Resounding and solemn, the music is passed down from generation to generation with verbal guidance and is usually played with wind and percussion instruments. All musicians who know about the traditional temple music first learned to sing the musical notation called gongche pu, a traditional Chinese notation system, before playing it with instruments.
Hu, who mainly plays wind instruments in the band, was born into a farming family in Qujiaying village in Hebei province. The village, about 100 kilometers from downtown Beijing, has preserved the centuries-old tradition since the Ming Dynasty (1368-1644) despite several periods of interruption.
In October 1991, as part of the Qujiaying Village Concert band, he performed at the Beijing Working People's Cultural Palace and encountered his future master, a monk from the Zhihua Temple.
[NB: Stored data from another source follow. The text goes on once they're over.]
//! Core logger types and traits

pub mod appender;
pub mod config;
pub mod error;
pub mod fatal;
pub mod log_entry;
pub mod log_level;
pub mod logger;
pub mod timestamp;

pub use appender::{Appender, OutputTarget};
pub use config::LoggerConfig;
pub use error::{LoggerError, Result};
pub use log_entry::LogEntry;
pub use log_level::LogLevel;
pub use logger::{Logger, LoggerBuilder};
pub use timestamp::{Clock, ManualClock, SystemClock};
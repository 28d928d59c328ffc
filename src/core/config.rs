//! Logger configuration and directory resolution

use super::error::{LoggerError, Result};
use super::log_level::LogLevel;
use serde::{Deserialize, Serialize};
use std::path::{Path, PathBuf};

/// Declarative logger settings
///
/// # Examples
///
/// ```
/// use rust_daily_logger::core::{LogLevel, LoggerConfig};
///
/// let config = LoggerConfig::from_json(r#"{
///     "directory": "/var/log/gateway",
///     "base_name": "gateway",
///     "min_level": "Warn"
/// }"#).unwrap();
///
/// assert_eq!(config.base_name, "gateway");
/// assert_eq!(config.min_level, LogLevel::Warn);
/// assert!(!config.color_echo);
/// ```
#[derive(Debug, Clone, Default, PartialEq, Eq, Serialize, Deserialize)]
#[serde(default)]
pub struct LoggerConfig {
    /// Log directory; empty means the executable's directory
    pub directory: PathBuf,
    /// Base file name; empty means standard output
    pub base_name: String,
    pub min_level: LogLevel,
    /// Echo colorized lines to an interactive stdout while writing to a file
    pub color_echo: bool,
}

impl LoggerConfig {
    pub fn new(directory: impl Into<PathBuf>, base_name: impl Into<String>) -> Self {
        Self {
            directory: directory.into(),
            base_name: base_name.into(),
            ..Self::default()
        }
    }

    #[must_use]
    pub fn with_min_level(mut self, level: LogLevel) -> Self {
        self.min_level = level;
        self
    }

    #[must_use]
    pub fn with_color_echo(mut self, enabled: bool) -> Self {
        self.color_echo = enabled;
        self
    }

    pub fn from_json(json: &str) -> Result<Self> {
        Ok(serde_json::from_str(json)?)
    }
}

/// Directory holding the running executable
pub fn executable_dir() -> std::io::Result<PathBuf> {
    let exe = std::env::current_exe()?;
    exe.parent().map(Path::to_path_buf).ok_or_else(|| {
        std::io::Error::new(
            std::io::ErrorKind::NotFound,
            "executable path has no parent directory",
        )
    })
}

/// Resolve the configured directory (empty ⇒ executable directory) and make
/// sure it exists.
pub fn prepare_directory(directory: &Path) -> Result<PathBuf> {
    let directory = if directory.as_os_str().is_empty() {
        executable_dir().map_err(|e| LoggerError::configuration(directory, e))?
    } else {
        directory.to_path_buf()
    };

    match create_dir_all(&directory) {
        Ok(()) => Ok(directory),
        Err(e) if e.kind() == std::io::ErrorKind::AlreadyExists => Ok(directory),
        Err(e) => Err(LoggerError::configuration(&directory, e)),
    }
}

fn create_dir_all(directory: &Path) -> std::io::Result<()> {
    let mut builder = std::fs::DirBuilder::new();
    builder.recursive(true);
    #[cfg(unix)]
    {
        use std::os::unix::fs::DirBuilderExt;
        builder.mode(0o777);
    }
    builder.create(directory)
}
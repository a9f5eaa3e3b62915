//! Priority and capacity renderer.
//!
//! Two containers: the priority list groups stories into the three fixed
//! buckets (encounter order preserved, empty buckets omitted); the capacity
//! chart shows total/committed/buffer bars plus a per-member workload
//! breakdown. The breakdown percentage is each member's share of the total
//! committed hours, not that member's own utilization.

use super::{containers, RenderContext};
use crate::dataset::{Member, Priority, Story};
use crate::surface::{Node, Surface};
use tracing::warn;

pub fn render(ctx: &RenderContext, surface: &mut dyn Surface) {
    render_priority_list(ctx, surface);
    render_capacity_chart(ctx, surface);
}

fn render_priority_list(ctx: &RenderContext, surface: &mut dyn Surface) {
    if !surface.clear(containers::PRIORITY_LIST) {
        warn!("priority list container not found");
        return;
    }

    let Some(stories) = ctx.dataset.user_stories.as_ref() else {
        warn!("no user stories data available for priority rendering");
        return;
    };

    let stories_label = ctx.resolver.resolve_or("priority.stories_label", "Stories:");
    let mut section = Node::block("priority-section");

    for bucket in Priority::ALL {
        let ids: Vec<&str> = stories
            .iter()
            .filter(|story| story.priority == bucket)
            .map(|story| story.id.as_str())
            .collect();
        if ids.is_empty() {
            continue;
        }

        let title = ctx.resolver.resolve_or(
            &format!("priority.priorities.{}.title", bucket),
            &format!("Priority {}", bucket),
        );
        let description = ctx
            .resolver
            .resolve_or(&format!("priority.priorities.{}.description", bucket), "");

        let item = Node::block(&format!(
            "priority-item priority-{}",
            bucket.to_string().to_lowercase()
        ))
        .child(Node::text(&format!("{}: {}", bucket, title)).with_class("priority-title"))
        .child(Node::text(&description).with_class("priority-description"))
        .child(
            Node::text(&format!("{} {}", stories_label, ids.join(", ")))
                .with_class("priority-stories"),
        );
        section = section.child(item);
    }

    surface.append(containers::PRIORITY_LIST, section);
}

fn render_capacity_chart(ctx: &RenderContext, surface: &mut dyn Surface) {
    if !surface.clear(containers::CAPACITY_CHART) {
        warn!("capacity chart container not found");
        return;
    }

    let Some(metrics) = ctx.dataset.metrics else {
        warn!("no metrics data available for capacity rendering");
        return;
    };
    let Some(members) = ctx.dataset.team_members.as_ref() else {
        warn!("no team members data available for capacity rendering");
        return;
    };
    let Some(stories) = ctx.dataset.user_stories.as_ref() else {
        warn!("no user stories data available for capacity rendering");
        return;
    };

    let hours_suffix = ctx.hours_suffix();
    let commitment_pct = if metrics.team_capacity > 0.0 {
        (metrics.committed_hours / metrics.team_capacity) * 100.0
    } else {
        0.0
    };
    let buffer_hours = metrics.team_capacity - metrics.committed_hours;

    let total_label = ctx
        .resolver
        .resolve_or("priority.capacity.team_capacity", "Total Capacity");
    let committed_label = ctx
        .resolver
        .resolve_or("priority.capacity.committed_work", "Committed Work");
    let buffer_label = ctx
        .resolver
        .resolve_or("priority.capacity.buffer_time", "Buffer Time");

    let mut committed_bar = bar(
        &committed_label,
        &format!(
            "{}{} ({}%)",
            metrics.committed_hours,
            hours_suffix,
            commitment_pct.round()
        ),
        "committed",
    );

    let mut breakdown = Node::block("member-breakdown");
    for (name, hours) in member_workload(members, stories) {
        let share = if metrics.committed_hours > 0.0 {
            hours / metrics.committed_hours * 100.0
        } else {
            0.0
        };
        breakdown = breakdown.child(
            Node::text(&format!("{}: {}{} ({:.1}%)", name, hours, hours_suffix, share))
                .with_class("member-workload"),
        );
    }
    committed_bar = committed_bar.child(breakdown);

    let chart = Node::block("capacity-chart")
        .child(bar(
            &total_label,
            &format!("{}{}", metrics.team_capacity, hours_suffix),
            "total",
        ))
        .child(committed_bar)
        .child(bar(
            &buffer_label,
            &format!(
                "{}{} ({}%)",
                buffer_hours, hours_suffix, metrics.buffer_percentage
            ),
            "buffer",
        ));

    surface.append(containers::CAPACITY_CHART, chart);
}

fn bar(label: &str, value: &str, kind: &str) -> Node {
    Node::block(&format!("capacity-bar {}", kind))
        .child(Node::text(label).with_class("capacity-bar-label"))
        .child(Node::text(value).with_class("capacity-value"))
}

/// Hours assigned to each member, dataset order, zero for members with no
/// subtasks. Subtasks assigned to names that match no member are dropped,
/// exactly as the aggregation in the page has always done.
fn member_workload(members: &[Member], stories: &[Story]) -> Vec<(String, f64)> {
    members
        .iter()
        .map(|member| {
            let hours = stories
                .iter()
                .flat_map(|story| &story.subtasks)
                .filter(|subtask| subtask.assignee == member.name)
                .map(|subtask| subtask.hours)
                .sum();
            (member.name.clone(), hours)
        })
        .collect()
}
"I remember that the monk musicians, in their 50s, from the temple, felt satisfied with our performance and that's why they decided to take us as their apprentices," says Hu.
Two months later, Hu and five other youngsters came to the Zhihua Temple to learn the art of Jing Music.
"It was not easy to learn the traditional music form," admits Hu.
"The skill to sing the notation did not come easy. Since the gongche pu was named for its use of 10 Chinese characters as pitch symbols, it takes apprentices up to seven years to be able to sing the notation proficiently."